By: Derek Hawkins//March 11, 2019//
7th Circuit Court of Appeals
Case Name: United States of America v. Scott Books
Case No.: 17-3493
Officials: BAUER, BRENNAN, and SCUDDER, Circuit Judges.
Focus: Sentencing Guidelines
On trial for bank robbery, Scott Books chose not to testify in his own defense and was found guilty and sentenced to 180 months’ imprisonment. He now challenges two pretrial decisions by the district court. The first allowed eyewitness testimony at trial from the two bank tellers that Books alleged based their identification of him as the robber not on personal knowledge, but rather on information improperly supplied by a police detective. The second ruling would have allowed the government, had Books chosen to testify at trial, to impeach him with physical evidence directly tying him to the robbery—evidence the police learned of (and then recovered) only as a result of a confession the district court separately had determined was unlawfully coerced.

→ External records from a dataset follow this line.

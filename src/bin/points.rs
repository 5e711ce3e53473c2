use clap::{Args, Parser, Subcommand};
use image_points::config::{debug_enabled, env_margin, env_threshold};
use image_points::tools::{
    dataset_iter, load_image, parse_path, read_points, state_stats, write_points,
};
use image_points::{
    BackgroundDifference, ExactColorMatch, MatchStrategy, PointSearcher, PointsError,
    ResultImage, SearchConfig,
};
use rayon::prelude::*;
use std::path::{Path, PathBuf};
use std::process::ExitCode;
use std::time::Instant;
use tracing::{Level, debug, error, info};

#[derive(Parser)]
#[command(name = "points", version, about = "Find points of interest in images")]
struct Cli {
    /// Increase log verbosity (-v debug, -vv trace)
    #[arg(short, long, action = clap::ArgAction::Count, global = true)]
    verbose: u8,

    #[command(subcommand)]
    command: Command,
}

#[derive(Args, Clone)]
struct MatchArgs {
    /// Suppression margin in pixels (default: POINTS_MARGIN or 15)
    #[arg(long, allow_hyphen_values = true)]
    margin: Option<isize>,
    /// Search for one exact color, given as R,G,B
    #[arg(long, conflicts_with = "threshold")]
    color: Option<String>,
    /// Background percentage threshold (default: POINTS_THRESHOLD or 90)
    #[arg(long)]
    threshold: Option<f64>,
}

#[derive(Subcommand)]
enum Command {
    /// Search one image and print the points found
    Search {
        #[arg(long)]
        image: PathBuf,
        #[command(flatten)]
        matching: MatchArgs,
        /// Replace the found points with the ones in this file before drawing
        #[arg(long)]
        points_in: Option<PathBuf>,
        /// Write the points to this file
        #[arg(long)]
        points_out: Option<PathBuf>,
        /// Write an annotated copy of the image here
        #[arg(long)]
        out: Option<PathBuf>,
        /// Draw point labels on the annotated image
        #[arg(long)]
        labels: bool,
        /// Draw suppression window edges on the annotated image
        #[arg(long)]
        margins: bool,
        /// Connect points by index, e.g. 0,2,1
        #[arg(long)]
        path: Option<String>,
        /// Draw path lines one pixel wide instead of two
        #[arg(long)]
        single: bool,
        /// Skip path segments with unknown indices instead of failing
        #[arg(long)]
        tolerant: bool,
    },
    /// Search every image under a directory in parallel
    Batch {
        #[arg(long)]
        root: PathBuf,
        #[arg(long)]
        limit: Option<usize>,
        #[command(flatten)]
        matching: MatchArgs,
    },
}

fn main() -> ExitCode {
    let cli = Cli::parse();
    init_logging(cli.verbose);

    let result = match cli.command {
        Command::Search {
            image,
            matching,
            points_in,
            points_out,
            out,
            labels,
            margins,
            path,
            single,
            tolerant,
        } => search_cmd(
            &image,
            &matching,
            SearchOutput {
                points_in,
                points_out,
                out,
                labels,
                margins,
                path,
                double: !single,
                guard: !tolerant,
            },
        ),
        Command::Batch {
            root,
            limit,
            matching,
        } => batch_cmd(&root, limit, &matching),
    };

    match result {
        Ok(()) => ExitCode::SUCCESS,
        Err(err) => {
            error!("{}", err);
            ExitCode::FAILURE
        }
    }
}

fn init_logging(verbose: u8) {
    let level = match verbose {
        0 if debug_enabled() => Level::DEBUG,
        0 => Level::INFO,
        1 => Level::DEBUG,
        _ => Level::TRACE,
    };
    tracing_subscriber::fmt()
        .with_max_level(level)
        .with_writer(std::io::stderr)
        .init();
}

fn build_config(args: &MatchArgs) -> Result<SearchConfig, PointsError> {
    let strategy: MatchStrategy = match &args.color {
        Some(spec) => parse_color(spec)?.into(),
        None => BackgroundDifference::with_threshold(args.threshold.unwrap_or_else(env_threshold))?
            .into(),
    };
    Ok(SearchConfig::default()
        .with_margin(args.margin.unwrap_or_else(env_margin))
        .with_strategy(strategy))
}

fn parse_color(spec: &str) -> Result<ExactColorMatch, PointsError> {
    let channels: Vec<i32> = spec
        .split(',')
        .map(|t| t.trim().parse::<i32>())
        .collect::<Result<_, _>>()
        .map_err(|_| PointsError::InvalidInput(format!("bad color '{}'", spec)))?;
    match channels.as_slice() {
        [r, g, b] => ExactColorMatch::new(*r, *g, *b),
        _ => Err(PointsError::InvalidInput(format!(
            "color needs three channels R,G,B, got '{}'",
            spec
        ))),
    }
}

struct SearchOutput {
    points_in: Option<PathBuf>,
    points_out: Option<PathBuf>,
    out: Option<PathBuf>,
    labels: bool,
    margins: bool,
    path: Option<String>,
    double: bool,
    guard: bool,
}

fn search_cmd(image: &Path, matching: &MatchArgs, output: SearchOutput) -> Result<(), PointsError> {
    let config = build_config(matching)?;
    let pixels = load_image(image)?;
    let mut searcher = PointSearcher::with_config(pixels, &config);

    let start = Instant::now();
    let count = searcher.run();
    let elapsed = start.elapsed();
    println!(
        "Image: {} ({}x{})",
        image.display(),
        searcher.width(),
        searcher.height()
    );
    println!(
        "Found {} points with {} strategy, margin {} in {:.2?}",
        count,
        config.strategy.name(),
        config.margin,
        elapsed
    );

    let stats = state_stats(searcher.states());
    debug!(
        "states: found={} within_margin={} border={} coverage={:.2}%",
        stats.found,
        stats.within_margin,
        stats.border,
        stats.coverage() * 100.0
    );

    if let Some(points_in) = &output.points_in {
        let points = read_points(points_in)?;
        info!("replacing points with {} from {}", points.len(), points_in.display());
        searcher.set_points(points);
    }

    for (i, point) in searcher.points().iter().enumerate() {
        println!("  t-{}: ({}, {})", i, point.x, point.y);
    }

    if let Some(points_out) = &output.points_out {
        write_points(points_out, searcher.points())?;
        info!("points written to {}", points_out.display());
    }

    if let Some(out) = &output.out {
        let mut result = ResultImage::new(&searcher);
        if output.margins {
            result.draw_margins();
        }
        if let Some(path) = &output.path {
            let path = parse_path(path)?;
            result.draw_path(&path, output.double, output.guard)?;
        }
        if output.labels {
            result.draw_labels();
        }
        result.save(out)?;
        info!("annotated image written to {}", out.display());
    } else if output.labels || output.margins || output.path.is_some() {
        debug!("drawing options ignored without --out");
    }

    Ok(())
}

fn batch_cmd(root: &Path, limit: Option<usize>, matching: &MatchArgs) -> Result<(), PointsError> {
    let config = build_config(matching)?;
    let images: Vec<PathBuf> = dataset_iter(root, limit).collect();
    info!("searching {} images under {}", images.len(), root.display());

    let start = Instant::now();
    let results: Vec<(PathBuf, Result<usize, PointsError>)> = images
        .into_par_iter()
        .map(|path| {
            let found = load_image(&path).map(|pixels| {
                let mut searcher = PointSearcher::with_config(pixels, &config);
                searcher.run()
            });
            (path, found)
        })
        .collect();

    let mut failures = 0usize;
    let mut total = 0usize;
    for (path, found) in &results {
        match found {
            Ok(count) => {
                total += count;
                println!("{}: {} points", path.display(), count);
            }
            Err(err) => {
                failures += 1;
                error!("{}: {}", path.display(), err);
            }
        }
    }
    println!(
        "{} images, {} points, {} failed in {:.2?}",
        results.len(),
        total,
        failures,
        start.elapsed()
    );
    for (path, _) in results.iter().filter(|(_, found)| matches!(found, Ok(0))) {
        debug!("no points in {}", path.display());
    }
    Ok(())
}

#[cfg(test)]
mod tests {
    use super::*;

    #[test]
    fn parse_color_accepts_three_channels() {
        let exact = parse_color("1, 2,3").unwrap();
        assert_eq!(exact.target(), image_points::Color::rgb(1, 2, 3));
    }

    #[test]
    fn parse_color_rejects_bad_input() {
        assert!(parse_color("1,2").unwrap_err().is_invalid_input());
        assert!(parse_color("1,2,300").unwrap_err().is_invalid_input());
        assert!(parse_color("red").unwrap_err().is_invalid_input());
    }

    #[test]
    fn cli_parses_search() {
        let cli = Cli::try_parse_from([
            "points", "search", "--image", "a.png", "--margin", "-1", "--color", "0,0,0",
        ])
        .unwrap();
        match cli.command {
            Command::Search { matching, .. } => {
                let config = build_config(&matching).unwrap();
                assert_eq!(config.margin, -1);
                assert_eq!(config.strategy.name(), "exact-color");
            }
            _ => panic!("expected search"),
        }
    }
}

Neither challenge succeeds. The district court did not err in finding the eyewitness identifications reflected the tellers’ firsthand knowledge of Books, and thus allowing their testimony at trial was entirely proper. Nor can we conclude that the district court’s conditional impeachment ruling, even if wrong on the law, mandates reversal in light of the overwhelming weight of evidence against Books. So we affirm.